[AVAILABLE DATA — start]

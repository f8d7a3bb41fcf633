//! Segmentation and reassembly of upper transport PDUs.
//!
//! This module provides the byte-level mechanics: splitting an SDU into
//! fixed-size segment payloads and collecting segment payloads back into a
//! contiguous buffer with a received-block bitmap. Retransmission and
//! acknowledgement policy live in the transport crate.

use crate::lower::{block_complete, seg_len, SegmentHeader, MAX_SEGMENTS};
use crate::WireError;
use bytes::{Bytes, BytesMut};
use smallvec::SmallVec;

/// Segment payloads of one message
pub type Segments = SmallVec<[Bytes; 4]>;

/// Number of segments needed for `len` bytes
pub fn segment_count(len: usize, ctl: bool) -> usize {
    if len == 0 {
        return 0;
    }
    (len - 1) / seg_len(ctl) + 1
}

/// Splitter for upper transport PDUs
#[derive(Debug, Clone, Copy)]
pub struct Segmenter {
    seg_len: usize,
}

impl Segmenter {
    /// Create a segmenter for access (`ctl == false`) or control messages
    pub fn new(ctl: bool) -> Self {
        Self {
            seg_len: seg_len(ctl),
        }
    }

    /// Payload bytes per segment
    pub fn seg_len(&self) -> usize {
        self.seg_len
    }

    /// Split a payload into segment payloads
    pub fn split(&self, sdu: &Bytes) -> Result<Segments, WireError> {
        if sdu.is_empty() {
            return Err(WireError::Size(0));
        }

        let total = (sdu.len() - 1) / self.seg_len + 1;
        if total > MAX_SEGMENTS {
            return Err(WireError::Size(sdu.len()));
        }

        let mut segments = Segments::with_capacity(total);
        let mut offset = 0;
        while offset < sdu.len() {
            let end = std::cmp::min(offset + self.seg_len, sdu.len());
            segments.push(sdu.slice(offset..end));
            offset = end;
        }

        Ok(segments)
    }
}

/// Build a complete segmented lower transport PDU
pub fn build_segment(header: &SegmentHeader, payload: &[u8]) -> Bytes {
    let mut buf = BytesMut::with_capacity(crate::lower::SEG_HDR_LEN + payload.len());
    header.encode(&mut buf);
    buf.extend_from_slice(payload);
    buf.freeze()
}

/// Result of storing one segment
#[derive(Debug, Clone, Copy, PartialEq, Eq)]
pub enum SegmentOutcome {
    /// Segment stored, more are missing
    Stored,
    /// Segment was already received
    Duplicate,
    /// Every segment has been received
    Complete,
}

/// Collects segments of one message into a contiguous buffer
#[derive(Debug, Clone)]
pub struct ReassemblyBuffer {
    data: BytesMut,
    seg_len: usize,
    seg_n: u8,
    block: u32,
    len: usize,
    max_len: usize,
}

impl ReassemblyBuffer {
    /// Create a buffer for a message of `seg_n + 1` segments.
    ///
    /// Fails when the largest possible message would not fit `max_len`.
    pub fn new(ctl: bool, seg_n: u8, max_len: usize) -> Result<Self, WireError> {
        let seg_len = seg_len(ctl);
        let upper = (seg_n as usize + 1) * seg_len;
        if seg_n as usize >= MAX_SEGMENTS || upper > max_len {
            return Err(WireError::Size(upper));
        }

        let mut data = BytesMut::with_capacity(upper);
        data.resize(upper, 0);

        Ok(Self {
            data,
            seg_len,
            seg_n,
            block: 0,
            len: 0,
            max_len,
        })
    }

    /// Store the payload of segment `seg_o`
    pub fn insert(&mut self, seg_o: u8, payload: &[u8]) -> Result<SegmentOutcome, WireError> {
        if seg_o > self.seg_n {
            return Err(WireError::SegmentOffset {
                seg_o,
                seg_n: self.seg_n,
            });
        }

        if self.block & (1 << seg_o) != 0 {
            return Ok(SegmentOutcome::Duplicate);
        }

        if seg_o == self.seg_n {
            let total = self.seg_n as usize * self.seg_len + payload.len();
            if total > self.max_len {
                return Err(WireError::Size(total));
            }
            if payload.is_empty() || payload.len() > self.seg_len {
                return Err(WireError::Length {
                    what: "last segment",
                    expected: self.seg_len,
                    got: payload.len(),
                });
            }
            self.len = total;
        } else if payload.len() != self.seg_len {
            return Err(WireError::Length {
                what: "segment",
                expected: self.seg_len,
                got: payload.len(),
            });
        }

        let offset = seg_o as usize * self.seg_len;
        self.data[offset..offset + payload.len()].copy_from_slice(payload);
        self.block |= 1 << seg_o;

        if self.is_complete() {
            Ok(SegmentOutcome::Complete)
        } else {
            Ok(SegmentOutcome::Stored)
        }
    }

    /// Bitmap of received segments
    pub fn block(&self) -> u32 {
        self.block
    }

    /// Last segment number
    pub fn seg_n(&self) -> u8 {
        self.seg_n
    }

    /// Whether all segments are in
    pub fn is_complete(&self) -> bool {
        self.block == block_complete(self.seg_n)
    }

    /// Take the reassembled message
    pub fn take(&mut self) -> Option<Bytes> {
        if !self.is_complete() {
            return None;
        }
        let mut data = std::mem::take(&mut self.data);
        data.truncate(self.len);
        Some(data.freeze())
    }
}

#[cfg(test)]
mod tests {
    use super::*;

    const RX_SDU_MAX: usize = 384;

    fn payload(len: usize) -> Bytes {
        Bytes::from((0..len).map(|i| (i * 7 + 3) as u8).collect::<Vec<u8>>())
    }

    #[test]
    fn test_segment_count() {
        assert_eq!(segment_count(0, false), 0);
        assert_eq!(segment_count(12, false), 1);
        assert_eq!(segment_count(13, false), 2);
        assert_eq!(segment_count(20, false), 2);
        assert_eq!(segment_count(24, false), 2);
        assert_eq!(segment_count(9, true), 2);
    }

    #[test]
    fn test_split_rejects_empty_and_oversized() {
        let segmenter = Segmenter::new(false);
        assert_eq!(segmenter.split(&Bytes::new()), Err(WireError::Size(0)));
        assert!(segmenter.split(&payload(385)).is_err());
        assert_eq!(segmenter.split(&payload(384)).unwrap().len(), 32);
    }

    #[test]
    fn test_reassembly_reproduces_payload() {
        for ctl in [false, true] {
            let segmenter = Segmenter::new(ctl);
            let max = MAX_SEGMENTS * segmenter.seg_len();
            for len in 1..=max.min(RX_SDU_MAX) {
                let sdu = payload(len);
                let segments = segmenter.split(&sdu).unwrap();
                let seg_n = (segments.len() - 1) as u8;
                let mut buf = ReassemblyBuffer::new(ctl, seg_n, RX_SDU_MAX).unwrap();

                // Deliver in reverse to exercise the out-of-order path
                for (seg_o, seg) in segments.iter().enumerate().rev() {
                    let outcome = buf.insert(seg_o as u8, seg).unwrap();
                    if seg_o == 0 {
                        assert_eq!(outcome, SegmentOutcome::Complete);
                    } else {
                        assert_eq!(outcome, SegmentOutcome::Stored);
                    }
                }

                assert_eq!(buf.take().unwrap(), sdu, "len {} ctl {}", len, ctl);
            }
        }
    }

    #[test]
    fn test_reassembly_duplicate_segment() {
        let mut buf = ReassemblyBuffer::new(false, 1, RX_SDU_MAX).unwrap();
        assert_eq!(buf.insert(0, &[1; 12]).unwrap(), SegmentOutcome::Stored);
        assert_eq!(buf.insert(0, &[9; 12]).unwrap(), SegmentOutcome::Duplicate);
        assert_eq!(buf.block(), 0b01);
        assert!(buf.take().is_none());
    }

    #[test]
    fn test_reassembly_rejects_short_middle_segment() {
        let mut buf = ReassemblyBuffer::new(false, 2, RX_SDU_MAX).unwrap();
        assert!(matches!(
            buf.insert(1, &[0; 5]),
            Err(WireError::Length { got: 5, .. })
        ));
        assert_eq!(buf.block(), 0);
    }

    #[test]
    fn test_reassembly_size_limit() {
        assert_eq!(
            ReassemblyBuffer::new(true, 3, 30).unwrap_err(),
            WireError::Size(32)
        );

        let mut buf = ReassemblyBuffer::new(false, 2, 36).unwrap();
        assert!(matches!(
            buf.insert(2, &[0; 13]),
            Err(WireError::Size(37))
        ));
        assert_eq!(buf.insert(2, &[0; 12]).unwrap(), SegmentOutcome::Stored);
    }
}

[AVAILABLE DATA — finish]

BRIEF
Search the entries above for the string "payloads". Copy each line in which it appears.

EXPECTED ANSWER
//! fixed-size segment payloads and collecting segment payloads back into a
/// Segment payloads of one message
    /// Split a payload into segment payloads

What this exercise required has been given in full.